• _What to work on_: Restate word for word the lines of the records below, starting at the line that contains "use rstest_bdd_macros::ScenarioState;" and ending at the line that contains "before the failure.", with both of those lines included and nothing else.

::::::::::

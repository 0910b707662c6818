//! Shared behavioural-test state for registry-configuration scenarios.

use std::sync::Arc;

use regconfig::registry::RegistryConfig;
use regconfig::secret::MemorySecretStore;
use rstest::fixture;
use rstest_bdd::Slot;
use rstest_bdd_macros::ScenarioState;

/// Step result type for registry-configuration BDD tests.
pub type StepResult<T> = Result<T, String>;

/// High-level outcome observed after materializing or running.
#[derive(Clone, Debug)]
pub enum ScenarioOutcome {
    /// Materialization registered a secret.
    Materialized {
        /// The rendered `config.json` bytes.
        document: Vec<u8>,
        /// The name the secret was registered under.
        secret_name: String,
    },

    /// A container was created and started.
    Ran {
        /// Engine calls in the order they were made.
        calls: Vec<String>,
        /// Archive uploaded to the container, if any.
        archive: Option<Vec<u8>>,
    },

    /// The operation failed.
    Failed {
        /// The failure category.
        kind: FailureKind,
        /// Human-readable error message.
        message: String,
        /// Engine calls made before the failure.
        calls: Vec<String>,
    },
}

/// Categorized failure outcomes for assertions.
#[derive(Debug, Clone, PartialEq, Eq)]
pub enum FailureKind {
    /// A registry entry had a blank address.
    EmptyAddress,
    /// A secret reference could not be resolved for the address.
    ResolutionFailed(String),
    /// A mount path was rejected.
    InvalidMountPath,
    /// Anything else.
    Other,
}

/// Shared scenario state for registry-configuration behavioural tests.
#[derive(Default, ScenarioState)]
pub struct RegistryConfigState {
    /// The accumulator built by the given steps.
    pub(crate) config: Slot<RegistryConfig>,

    /// Environment variables visible to the secret resolver.
    pub(crate) env_vars: Slot<Vec<(String, String)>>,

    /// Explicit secret name, when a step sets one.
    pub(crate) secret_name: Slot<String>,

    /// Whether mounts skip empty configurations.
    pub(crate) skip_on_empty: Slot<bool>,

    /// Store the scenario registers secrets into.
    pub(crate) store: Slot<Arc<MemorySecretStore>>,

    /// Outcome of the most recent when-step.
    pub(crate) outcome: Slot<ScenarioOutcome>,
}

/// Fixture providing fresh state for each scenario.
#[fixture]
pub fn registry_config_state() -> RegistryConfigState {
    let state = RegistryConfigState::default();
    state.config.set(RegistryConfig::new());
    state.env_vars.set(vec![]);
    state.skip_on_empty.set(false);
    state.store.set(Arc::new(MemorySecretStore::new()));
    state
}
//! Configuration system for regconfig.
//!
//! Configuration loading and precedence merging is handled by the
//! `ortho_config` crate. Precedence: CLI flags override environment variables,
//! which override configuration files, which override defaults.
//!
//! The configuration file is expected at `~/.config/regconfig/config.toml` by
//! default.
//!
//! # Example Configuration
//!
//! ```toml
//! engine_socket = "unix:///run/user/1000/podman/podman.sock"
//! image = "ghcr.io/acme/deployer:1.4"
//!
//! [secret]
//! name_prefix = "registry-config"
//!
//! [mount]
//! path = "/root/.docker/config.json"
//! mode = 0o400
//!
//! [[registries]]
//! address = "ghcr.io"
//! username = "octocat"
//! password_env = "GHCR_TOKEN"
//!
//! [[registries]]
//! address = "docker.io"
//! username = "octocat"
//! password_file = "/run/secrets/docker-hub"
//! ```

mod cli;
mod loader;
mod types;


pub use cli::{Cli, Commands, RunArgs};
pub use loader::{env_var_names, load_config};
pub use types::{AppConfig, DEFAULT_MOUNT_PATH, MountConfig, RegistryEntry, SecretConfig};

::::::::::

• _Solution to this exercise_:
use rstest_bdd_macros::ScenarioState;

/// Step result type for registry-configuration BDD tests.
pub type StepResult<T> = Result<T, String>;

/// High-level outcome observed after materializing or running.
#[derive(Clone, Debug)]
pub enum ScenarioOutcome {
    /// Materialization registered a secret.
    Materialized {
        /// The rendered `config.json` bytes.
        document: Vec<u8>,
        /// The name the secret was registered under.
        secret_name: String,
    },

    /// A container was created and started.
    Ran {
        /// Engine calls in the order they were made.
        calls: Vec<String>,
        /// Archive uploaded to the container, if any.
        archive: Option<Vec<u8>>,
    },

    /// The operation failed.
    Failed {
        /// The failure category.
        kind: FailureKind,
        /// Human-readable error message.
        message: String,
        /// Engine calls made before the failure.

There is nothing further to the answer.